From the first line of the data below, repeat each line exactly until you reach the line with "crate provides the"; include that line too.

__Extracted material__:

┌──

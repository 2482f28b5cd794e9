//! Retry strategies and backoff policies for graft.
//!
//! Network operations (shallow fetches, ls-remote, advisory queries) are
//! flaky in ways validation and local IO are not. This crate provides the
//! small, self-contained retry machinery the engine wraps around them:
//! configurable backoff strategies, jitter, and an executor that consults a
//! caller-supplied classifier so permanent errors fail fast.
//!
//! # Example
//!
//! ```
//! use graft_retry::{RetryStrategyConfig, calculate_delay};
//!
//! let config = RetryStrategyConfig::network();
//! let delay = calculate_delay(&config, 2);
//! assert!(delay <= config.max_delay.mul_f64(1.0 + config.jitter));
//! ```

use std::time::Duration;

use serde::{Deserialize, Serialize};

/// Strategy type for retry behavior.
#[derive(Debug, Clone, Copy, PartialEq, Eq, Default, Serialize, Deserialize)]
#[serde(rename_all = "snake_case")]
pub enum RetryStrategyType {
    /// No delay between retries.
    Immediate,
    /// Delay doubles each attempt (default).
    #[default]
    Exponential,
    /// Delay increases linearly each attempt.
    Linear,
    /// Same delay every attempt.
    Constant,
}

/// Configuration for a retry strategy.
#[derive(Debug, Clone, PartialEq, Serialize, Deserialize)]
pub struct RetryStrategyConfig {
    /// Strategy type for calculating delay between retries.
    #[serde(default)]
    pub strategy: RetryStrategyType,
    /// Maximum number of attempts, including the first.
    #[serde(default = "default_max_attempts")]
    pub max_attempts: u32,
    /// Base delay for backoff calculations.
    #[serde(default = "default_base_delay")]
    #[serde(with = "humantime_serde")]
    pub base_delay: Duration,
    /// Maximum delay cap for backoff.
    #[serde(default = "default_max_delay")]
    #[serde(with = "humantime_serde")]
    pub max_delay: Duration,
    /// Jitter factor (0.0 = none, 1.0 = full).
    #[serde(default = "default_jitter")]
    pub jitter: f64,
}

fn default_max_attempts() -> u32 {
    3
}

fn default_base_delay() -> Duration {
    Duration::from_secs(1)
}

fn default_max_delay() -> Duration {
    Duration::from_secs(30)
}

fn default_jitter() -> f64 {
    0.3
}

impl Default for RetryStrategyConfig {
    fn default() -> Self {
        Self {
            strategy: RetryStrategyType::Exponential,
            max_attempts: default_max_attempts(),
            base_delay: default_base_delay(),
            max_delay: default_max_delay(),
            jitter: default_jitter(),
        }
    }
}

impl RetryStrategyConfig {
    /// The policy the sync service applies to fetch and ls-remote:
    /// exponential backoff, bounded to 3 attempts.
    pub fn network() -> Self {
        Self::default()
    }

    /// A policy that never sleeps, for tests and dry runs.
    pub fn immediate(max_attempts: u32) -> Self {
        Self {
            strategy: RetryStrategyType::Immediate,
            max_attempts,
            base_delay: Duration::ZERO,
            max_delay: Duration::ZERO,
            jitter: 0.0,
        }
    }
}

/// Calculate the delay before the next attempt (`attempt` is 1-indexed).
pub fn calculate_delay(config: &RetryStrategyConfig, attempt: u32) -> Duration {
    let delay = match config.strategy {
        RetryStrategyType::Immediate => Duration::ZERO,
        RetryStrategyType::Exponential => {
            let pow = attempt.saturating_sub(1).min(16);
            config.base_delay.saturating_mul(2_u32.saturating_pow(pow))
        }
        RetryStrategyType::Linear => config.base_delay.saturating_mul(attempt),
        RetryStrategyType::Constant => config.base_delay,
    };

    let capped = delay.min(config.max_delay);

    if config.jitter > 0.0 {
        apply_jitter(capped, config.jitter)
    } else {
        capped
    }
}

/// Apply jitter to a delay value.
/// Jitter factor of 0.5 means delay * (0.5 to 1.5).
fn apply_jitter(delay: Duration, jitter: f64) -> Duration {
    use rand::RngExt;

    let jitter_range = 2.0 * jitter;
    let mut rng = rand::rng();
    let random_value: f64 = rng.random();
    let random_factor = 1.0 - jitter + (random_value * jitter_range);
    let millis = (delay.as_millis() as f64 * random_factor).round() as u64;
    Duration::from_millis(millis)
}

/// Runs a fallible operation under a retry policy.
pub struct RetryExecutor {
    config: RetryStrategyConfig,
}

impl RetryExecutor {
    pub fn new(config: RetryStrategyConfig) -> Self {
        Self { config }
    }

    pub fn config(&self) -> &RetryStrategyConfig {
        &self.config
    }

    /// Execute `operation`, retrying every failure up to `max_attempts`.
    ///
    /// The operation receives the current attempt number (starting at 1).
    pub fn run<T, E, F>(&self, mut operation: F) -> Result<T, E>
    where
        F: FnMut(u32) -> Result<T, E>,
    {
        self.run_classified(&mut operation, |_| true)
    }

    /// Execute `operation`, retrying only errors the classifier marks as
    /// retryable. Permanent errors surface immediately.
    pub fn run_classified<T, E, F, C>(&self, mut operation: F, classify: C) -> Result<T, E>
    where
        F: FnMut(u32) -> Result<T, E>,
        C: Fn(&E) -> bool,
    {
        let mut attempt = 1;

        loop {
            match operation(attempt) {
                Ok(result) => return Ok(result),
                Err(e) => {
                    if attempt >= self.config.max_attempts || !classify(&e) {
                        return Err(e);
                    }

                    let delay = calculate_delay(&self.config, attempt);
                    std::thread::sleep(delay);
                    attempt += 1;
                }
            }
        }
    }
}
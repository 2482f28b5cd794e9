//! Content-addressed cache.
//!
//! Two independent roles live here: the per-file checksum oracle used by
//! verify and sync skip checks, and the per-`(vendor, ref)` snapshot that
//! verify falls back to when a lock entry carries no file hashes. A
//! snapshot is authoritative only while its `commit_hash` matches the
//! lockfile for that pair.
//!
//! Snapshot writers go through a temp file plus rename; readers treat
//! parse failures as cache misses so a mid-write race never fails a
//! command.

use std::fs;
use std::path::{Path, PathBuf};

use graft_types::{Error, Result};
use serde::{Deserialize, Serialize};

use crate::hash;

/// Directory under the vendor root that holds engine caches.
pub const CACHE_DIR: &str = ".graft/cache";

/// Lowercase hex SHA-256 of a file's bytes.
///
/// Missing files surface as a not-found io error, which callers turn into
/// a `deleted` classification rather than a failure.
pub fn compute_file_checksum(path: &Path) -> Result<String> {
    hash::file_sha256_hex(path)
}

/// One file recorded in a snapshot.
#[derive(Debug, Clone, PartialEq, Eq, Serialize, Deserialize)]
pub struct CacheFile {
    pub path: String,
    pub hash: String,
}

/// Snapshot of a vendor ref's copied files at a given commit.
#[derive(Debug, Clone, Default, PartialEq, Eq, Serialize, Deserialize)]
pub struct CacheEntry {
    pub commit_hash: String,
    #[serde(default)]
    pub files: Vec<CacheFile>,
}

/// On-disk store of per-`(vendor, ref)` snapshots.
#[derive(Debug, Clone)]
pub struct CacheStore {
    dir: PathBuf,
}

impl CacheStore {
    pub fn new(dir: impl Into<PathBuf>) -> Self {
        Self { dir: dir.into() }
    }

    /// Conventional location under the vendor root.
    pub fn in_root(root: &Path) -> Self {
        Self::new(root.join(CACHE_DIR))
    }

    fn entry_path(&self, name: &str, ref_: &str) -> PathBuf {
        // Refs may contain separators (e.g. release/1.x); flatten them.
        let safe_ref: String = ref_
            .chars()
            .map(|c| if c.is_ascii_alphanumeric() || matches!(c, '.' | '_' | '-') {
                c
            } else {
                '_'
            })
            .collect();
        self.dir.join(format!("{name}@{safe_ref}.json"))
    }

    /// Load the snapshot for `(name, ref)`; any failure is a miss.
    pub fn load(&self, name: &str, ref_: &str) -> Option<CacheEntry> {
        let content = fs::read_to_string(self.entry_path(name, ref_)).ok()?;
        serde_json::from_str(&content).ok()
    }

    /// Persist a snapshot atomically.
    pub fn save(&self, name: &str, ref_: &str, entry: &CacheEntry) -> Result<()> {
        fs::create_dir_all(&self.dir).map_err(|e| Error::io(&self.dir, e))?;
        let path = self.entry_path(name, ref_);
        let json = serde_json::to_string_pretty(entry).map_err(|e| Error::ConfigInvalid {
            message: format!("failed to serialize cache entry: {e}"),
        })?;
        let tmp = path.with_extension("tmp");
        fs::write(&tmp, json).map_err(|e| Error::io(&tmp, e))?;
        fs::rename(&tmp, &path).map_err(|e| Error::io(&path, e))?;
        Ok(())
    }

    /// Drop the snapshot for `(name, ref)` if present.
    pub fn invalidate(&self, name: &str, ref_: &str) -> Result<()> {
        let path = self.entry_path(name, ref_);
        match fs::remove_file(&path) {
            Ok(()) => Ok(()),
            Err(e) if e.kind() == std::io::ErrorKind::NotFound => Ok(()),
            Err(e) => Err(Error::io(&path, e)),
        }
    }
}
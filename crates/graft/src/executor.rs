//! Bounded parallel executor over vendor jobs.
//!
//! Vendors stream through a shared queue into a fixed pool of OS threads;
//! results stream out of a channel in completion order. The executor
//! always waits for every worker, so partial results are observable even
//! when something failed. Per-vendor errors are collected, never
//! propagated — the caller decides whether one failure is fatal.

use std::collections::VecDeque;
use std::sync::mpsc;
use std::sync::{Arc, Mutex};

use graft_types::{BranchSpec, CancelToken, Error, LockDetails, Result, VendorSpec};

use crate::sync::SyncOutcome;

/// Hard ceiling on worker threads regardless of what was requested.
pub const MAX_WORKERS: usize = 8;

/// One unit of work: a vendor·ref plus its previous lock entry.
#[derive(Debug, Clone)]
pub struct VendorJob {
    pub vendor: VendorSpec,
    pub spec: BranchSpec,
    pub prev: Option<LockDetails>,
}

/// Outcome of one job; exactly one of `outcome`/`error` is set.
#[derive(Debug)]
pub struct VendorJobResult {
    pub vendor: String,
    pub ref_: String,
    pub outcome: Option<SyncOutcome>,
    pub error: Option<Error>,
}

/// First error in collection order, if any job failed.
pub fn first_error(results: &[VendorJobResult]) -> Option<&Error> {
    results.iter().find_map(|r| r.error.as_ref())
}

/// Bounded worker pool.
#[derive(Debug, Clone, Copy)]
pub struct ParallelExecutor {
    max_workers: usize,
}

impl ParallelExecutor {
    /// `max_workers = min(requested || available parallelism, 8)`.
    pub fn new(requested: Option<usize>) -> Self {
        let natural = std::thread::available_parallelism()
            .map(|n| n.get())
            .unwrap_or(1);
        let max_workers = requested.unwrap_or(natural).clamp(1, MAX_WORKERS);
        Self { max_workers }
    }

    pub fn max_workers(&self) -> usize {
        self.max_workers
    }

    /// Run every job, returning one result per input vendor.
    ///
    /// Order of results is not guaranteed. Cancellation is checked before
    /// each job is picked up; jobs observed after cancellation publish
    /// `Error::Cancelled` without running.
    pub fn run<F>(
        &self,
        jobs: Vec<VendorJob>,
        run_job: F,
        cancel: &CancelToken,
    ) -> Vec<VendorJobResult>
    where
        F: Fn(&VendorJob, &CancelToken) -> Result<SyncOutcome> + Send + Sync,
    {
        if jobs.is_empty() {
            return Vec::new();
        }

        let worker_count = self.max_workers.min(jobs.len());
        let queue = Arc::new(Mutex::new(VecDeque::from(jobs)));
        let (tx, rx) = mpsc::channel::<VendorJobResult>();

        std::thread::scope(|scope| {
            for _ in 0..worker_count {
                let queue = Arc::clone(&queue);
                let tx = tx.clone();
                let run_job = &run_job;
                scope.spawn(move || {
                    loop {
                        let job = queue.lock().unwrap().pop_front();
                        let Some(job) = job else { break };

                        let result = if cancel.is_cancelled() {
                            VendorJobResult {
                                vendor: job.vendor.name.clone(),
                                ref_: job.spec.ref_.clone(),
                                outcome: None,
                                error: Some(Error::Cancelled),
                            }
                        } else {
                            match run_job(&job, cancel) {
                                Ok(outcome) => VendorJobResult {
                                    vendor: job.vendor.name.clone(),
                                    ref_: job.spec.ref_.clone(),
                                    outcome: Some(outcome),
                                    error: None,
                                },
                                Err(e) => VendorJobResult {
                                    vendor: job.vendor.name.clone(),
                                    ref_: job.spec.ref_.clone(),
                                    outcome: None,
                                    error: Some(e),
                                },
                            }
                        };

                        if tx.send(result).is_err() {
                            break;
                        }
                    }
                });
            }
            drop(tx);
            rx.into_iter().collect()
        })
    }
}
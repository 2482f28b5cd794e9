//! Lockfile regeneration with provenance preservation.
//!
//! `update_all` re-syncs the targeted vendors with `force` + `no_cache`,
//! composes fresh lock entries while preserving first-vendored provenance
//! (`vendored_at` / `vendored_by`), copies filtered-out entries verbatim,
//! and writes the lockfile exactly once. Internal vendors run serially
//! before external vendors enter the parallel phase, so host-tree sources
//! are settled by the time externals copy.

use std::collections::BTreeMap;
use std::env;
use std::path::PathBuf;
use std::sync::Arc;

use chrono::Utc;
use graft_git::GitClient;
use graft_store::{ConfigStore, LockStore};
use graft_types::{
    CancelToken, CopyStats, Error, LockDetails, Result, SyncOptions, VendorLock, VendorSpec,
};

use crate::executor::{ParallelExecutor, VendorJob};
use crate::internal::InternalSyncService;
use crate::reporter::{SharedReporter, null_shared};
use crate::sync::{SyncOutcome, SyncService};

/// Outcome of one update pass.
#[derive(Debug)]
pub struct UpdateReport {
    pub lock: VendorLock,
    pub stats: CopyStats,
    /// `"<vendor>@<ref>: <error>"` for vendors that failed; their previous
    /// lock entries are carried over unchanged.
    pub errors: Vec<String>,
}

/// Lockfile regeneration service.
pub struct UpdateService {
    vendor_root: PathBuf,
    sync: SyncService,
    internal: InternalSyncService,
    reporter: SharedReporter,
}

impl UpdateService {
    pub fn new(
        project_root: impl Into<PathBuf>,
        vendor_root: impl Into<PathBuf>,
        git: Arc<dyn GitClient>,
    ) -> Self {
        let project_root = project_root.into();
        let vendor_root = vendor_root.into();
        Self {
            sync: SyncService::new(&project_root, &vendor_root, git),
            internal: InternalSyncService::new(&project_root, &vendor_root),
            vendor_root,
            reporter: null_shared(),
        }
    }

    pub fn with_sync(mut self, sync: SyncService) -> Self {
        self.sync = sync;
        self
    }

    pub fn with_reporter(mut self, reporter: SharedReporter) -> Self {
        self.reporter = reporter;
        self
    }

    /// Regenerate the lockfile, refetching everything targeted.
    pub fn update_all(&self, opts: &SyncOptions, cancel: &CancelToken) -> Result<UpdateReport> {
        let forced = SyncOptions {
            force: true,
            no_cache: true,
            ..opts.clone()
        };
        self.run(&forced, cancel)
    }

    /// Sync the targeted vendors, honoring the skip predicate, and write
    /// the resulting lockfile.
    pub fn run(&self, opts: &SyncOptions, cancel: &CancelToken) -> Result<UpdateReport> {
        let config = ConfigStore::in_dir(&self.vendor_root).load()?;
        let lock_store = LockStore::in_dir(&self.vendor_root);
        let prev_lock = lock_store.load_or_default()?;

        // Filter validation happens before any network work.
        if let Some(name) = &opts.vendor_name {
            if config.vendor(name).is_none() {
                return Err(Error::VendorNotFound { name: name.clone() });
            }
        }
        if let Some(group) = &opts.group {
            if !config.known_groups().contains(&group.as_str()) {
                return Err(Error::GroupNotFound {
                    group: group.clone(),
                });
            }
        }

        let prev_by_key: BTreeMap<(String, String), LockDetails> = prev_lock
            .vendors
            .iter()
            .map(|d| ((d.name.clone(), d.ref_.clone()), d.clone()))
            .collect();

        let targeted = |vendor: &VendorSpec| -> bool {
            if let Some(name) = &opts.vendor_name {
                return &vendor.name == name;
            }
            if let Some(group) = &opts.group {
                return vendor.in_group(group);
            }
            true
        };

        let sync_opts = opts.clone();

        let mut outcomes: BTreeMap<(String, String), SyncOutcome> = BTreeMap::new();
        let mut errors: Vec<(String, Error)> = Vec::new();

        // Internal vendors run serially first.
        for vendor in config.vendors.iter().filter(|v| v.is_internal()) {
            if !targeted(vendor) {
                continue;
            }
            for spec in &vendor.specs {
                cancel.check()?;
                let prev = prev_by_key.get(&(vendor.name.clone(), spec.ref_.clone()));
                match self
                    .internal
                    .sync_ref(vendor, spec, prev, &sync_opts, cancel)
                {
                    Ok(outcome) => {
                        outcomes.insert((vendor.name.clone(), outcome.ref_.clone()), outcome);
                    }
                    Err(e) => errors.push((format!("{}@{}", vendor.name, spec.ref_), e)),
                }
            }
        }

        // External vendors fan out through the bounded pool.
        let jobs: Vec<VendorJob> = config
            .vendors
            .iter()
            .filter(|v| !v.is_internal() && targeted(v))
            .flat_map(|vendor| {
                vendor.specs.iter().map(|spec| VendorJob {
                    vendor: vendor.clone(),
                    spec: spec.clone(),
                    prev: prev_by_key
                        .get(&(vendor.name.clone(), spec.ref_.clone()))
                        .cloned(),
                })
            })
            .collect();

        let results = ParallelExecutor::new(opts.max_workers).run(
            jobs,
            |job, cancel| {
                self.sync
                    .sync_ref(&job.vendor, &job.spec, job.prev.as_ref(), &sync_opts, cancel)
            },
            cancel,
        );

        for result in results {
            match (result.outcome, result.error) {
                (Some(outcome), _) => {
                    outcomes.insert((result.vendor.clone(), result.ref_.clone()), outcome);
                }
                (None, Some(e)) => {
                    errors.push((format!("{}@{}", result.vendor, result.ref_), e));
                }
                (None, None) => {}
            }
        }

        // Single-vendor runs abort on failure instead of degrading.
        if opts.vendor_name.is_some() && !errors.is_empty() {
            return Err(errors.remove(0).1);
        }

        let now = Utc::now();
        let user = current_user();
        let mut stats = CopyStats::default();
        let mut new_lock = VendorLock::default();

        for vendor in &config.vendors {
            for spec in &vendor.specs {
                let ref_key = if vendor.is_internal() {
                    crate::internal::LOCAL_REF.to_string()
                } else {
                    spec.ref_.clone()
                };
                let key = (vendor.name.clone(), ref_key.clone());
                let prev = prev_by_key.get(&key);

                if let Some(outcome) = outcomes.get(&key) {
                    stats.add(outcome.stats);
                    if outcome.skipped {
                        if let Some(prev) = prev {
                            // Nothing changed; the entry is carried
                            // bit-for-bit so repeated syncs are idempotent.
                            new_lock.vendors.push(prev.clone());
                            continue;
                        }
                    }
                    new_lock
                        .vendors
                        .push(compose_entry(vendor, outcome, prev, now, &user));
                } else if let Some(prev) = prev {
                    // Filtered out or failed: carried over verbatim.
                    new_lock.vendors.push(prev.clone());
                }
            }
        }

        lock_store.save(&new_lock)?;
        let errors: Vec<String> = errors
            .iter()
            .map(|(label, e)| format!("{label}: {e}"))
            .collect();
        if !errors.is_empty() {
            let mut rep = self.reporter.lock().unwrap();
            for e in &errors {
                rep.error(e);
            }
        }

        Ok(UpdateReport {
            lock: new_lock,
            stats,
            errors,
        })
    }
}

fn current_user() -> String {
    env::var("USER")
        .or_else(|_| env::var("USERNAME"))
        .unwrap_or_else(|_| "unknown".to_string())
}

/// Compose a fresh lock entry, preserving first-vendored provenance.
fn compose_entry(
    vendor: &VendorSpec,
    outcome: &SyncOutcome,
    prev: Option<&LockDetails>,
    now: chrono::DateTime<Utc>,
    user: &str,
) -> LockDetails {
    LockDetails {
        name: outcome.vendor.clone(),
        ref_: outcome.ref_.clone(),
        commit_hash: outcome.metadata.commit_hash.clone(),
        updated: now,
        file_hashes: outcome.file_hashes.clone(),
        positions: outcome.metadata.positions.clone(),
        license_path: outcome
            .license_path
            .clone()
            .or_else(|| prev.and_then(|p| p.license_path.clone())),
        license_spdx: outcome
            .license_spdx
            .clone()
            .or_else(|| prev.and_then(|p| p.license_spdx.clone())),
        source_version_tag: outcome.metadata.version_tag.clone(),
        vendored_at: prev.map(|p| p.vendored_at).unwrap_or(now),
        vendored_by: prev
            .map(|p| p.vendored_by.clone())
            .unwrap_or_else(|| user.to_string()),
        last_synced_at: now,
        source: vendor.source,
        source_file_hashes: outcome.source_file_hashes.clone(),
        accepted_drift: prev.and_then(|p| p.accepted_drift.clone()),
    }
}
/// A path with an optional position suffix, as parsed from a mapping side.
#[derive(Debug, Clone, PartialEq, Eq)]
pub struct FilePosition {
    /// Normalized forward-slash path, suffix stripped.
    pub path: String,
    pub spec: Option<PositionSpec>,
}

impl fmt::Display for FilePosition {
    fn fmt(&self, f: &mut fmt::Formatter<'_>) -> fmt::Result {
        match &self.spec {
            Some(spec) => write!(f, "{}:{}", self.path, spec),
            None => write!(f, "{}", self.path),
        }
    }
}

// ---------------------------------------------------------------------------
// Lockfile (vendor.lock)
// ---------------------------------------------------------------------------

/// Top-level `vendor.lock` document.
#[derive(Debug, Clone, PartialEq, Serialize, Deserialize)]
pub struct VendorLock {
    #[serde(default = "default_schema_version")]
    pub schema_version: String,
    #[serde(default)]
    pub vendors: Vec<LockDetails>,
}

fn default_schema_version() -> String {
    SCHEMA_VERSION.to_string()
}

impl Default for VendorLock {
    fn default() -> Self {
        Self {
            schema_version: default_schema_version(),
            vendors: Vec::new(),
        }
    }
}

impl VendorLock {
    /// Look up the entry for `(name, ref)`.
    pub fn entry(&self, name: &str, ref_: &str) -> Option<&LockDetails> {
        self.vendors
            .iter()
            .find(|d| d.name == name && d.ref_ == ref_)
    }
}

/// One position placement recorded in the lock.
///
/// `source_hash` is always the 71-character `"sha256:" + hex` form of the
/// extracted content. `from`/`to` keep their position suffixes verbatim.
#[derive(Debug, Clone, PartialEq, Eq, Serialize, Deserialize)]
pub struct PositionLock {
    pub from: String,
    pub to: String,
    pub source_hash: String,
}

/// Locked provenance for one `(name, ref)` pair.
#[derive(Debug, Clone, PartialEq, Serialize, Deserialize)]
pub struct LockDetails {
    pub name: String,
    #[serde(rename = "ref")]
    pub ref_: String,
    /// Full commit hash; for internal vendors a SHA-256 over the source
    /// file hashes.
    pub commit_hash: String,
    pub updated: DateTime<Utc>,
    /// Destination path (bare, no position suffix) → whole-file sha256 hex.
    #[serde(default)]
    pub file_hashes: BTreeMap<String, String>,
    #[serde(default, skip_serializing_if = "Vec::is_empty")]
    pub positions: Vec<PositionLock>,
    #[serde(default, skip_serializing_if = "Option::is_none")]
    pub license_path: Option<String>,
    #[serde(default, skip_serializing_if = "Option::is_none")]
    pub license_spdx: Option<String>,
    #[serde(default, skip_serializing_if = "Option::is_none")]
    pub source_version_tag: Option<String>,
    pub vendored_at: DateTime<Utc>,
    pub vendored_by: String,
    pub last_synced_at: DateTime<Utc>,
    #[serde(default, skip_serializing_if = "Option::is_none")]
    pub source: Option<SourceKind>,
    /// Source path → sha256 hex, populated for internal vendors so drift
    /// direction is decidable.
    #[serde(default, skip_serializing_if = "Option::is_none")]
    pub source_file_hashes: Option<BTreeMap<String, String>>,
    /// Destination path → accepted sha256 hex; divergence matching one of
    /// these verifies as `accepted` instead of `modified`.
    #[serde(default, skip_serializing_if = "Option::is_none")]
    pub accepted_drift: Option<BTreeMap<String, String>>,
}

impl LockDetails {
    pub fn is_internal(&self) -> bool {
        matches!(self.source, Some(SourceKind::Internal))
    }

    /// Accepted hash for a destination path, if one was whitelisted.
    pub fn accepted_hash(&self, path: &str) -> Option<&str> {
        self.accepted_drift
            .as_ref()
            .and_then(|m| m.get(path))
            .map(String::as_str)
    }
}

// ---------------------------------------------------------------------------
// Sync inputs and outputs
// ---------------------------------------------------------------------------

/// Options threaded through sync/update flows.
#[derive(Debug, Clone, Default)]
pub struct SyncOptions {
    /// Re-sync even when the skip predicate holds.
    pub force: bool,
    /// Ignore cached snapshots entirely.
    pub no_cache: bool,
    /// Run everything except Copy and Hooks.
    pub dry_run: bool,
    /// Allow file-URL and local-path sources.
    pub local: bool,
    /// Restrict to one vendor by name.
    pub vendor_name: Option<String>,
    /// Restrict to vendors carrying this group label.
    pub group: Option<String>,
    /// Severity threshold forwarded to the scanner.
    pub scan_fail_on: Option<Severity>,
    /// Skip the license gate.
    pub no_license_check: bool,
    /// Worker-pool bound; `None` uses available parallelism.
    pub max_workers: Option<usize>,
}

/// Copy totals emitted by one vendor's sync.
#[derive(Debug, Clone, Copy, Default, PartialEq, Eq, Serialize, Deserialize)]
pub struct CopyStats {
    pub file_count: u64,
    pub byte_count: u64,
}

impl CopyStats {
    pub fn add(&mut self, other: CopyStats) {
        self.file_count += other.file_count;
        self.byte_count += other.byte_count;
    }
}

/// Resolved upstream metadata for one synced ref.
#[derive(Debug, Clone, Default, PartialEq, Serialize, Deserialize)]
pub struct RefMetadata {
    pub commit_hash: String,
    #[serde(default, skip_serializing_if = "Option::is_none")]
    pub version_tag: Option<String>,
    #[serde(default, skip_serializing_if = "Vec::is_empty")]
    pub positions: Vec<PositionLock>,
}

└──

__Answer section__:
repository 2482f28b5cd794e9
//! Retry strategies and backoff policies for graft.
//!
//! Network operations (shallow fetches, ls-remote, advisory queries) are
//! flaky in ways validation and local IO are not. This crate provides the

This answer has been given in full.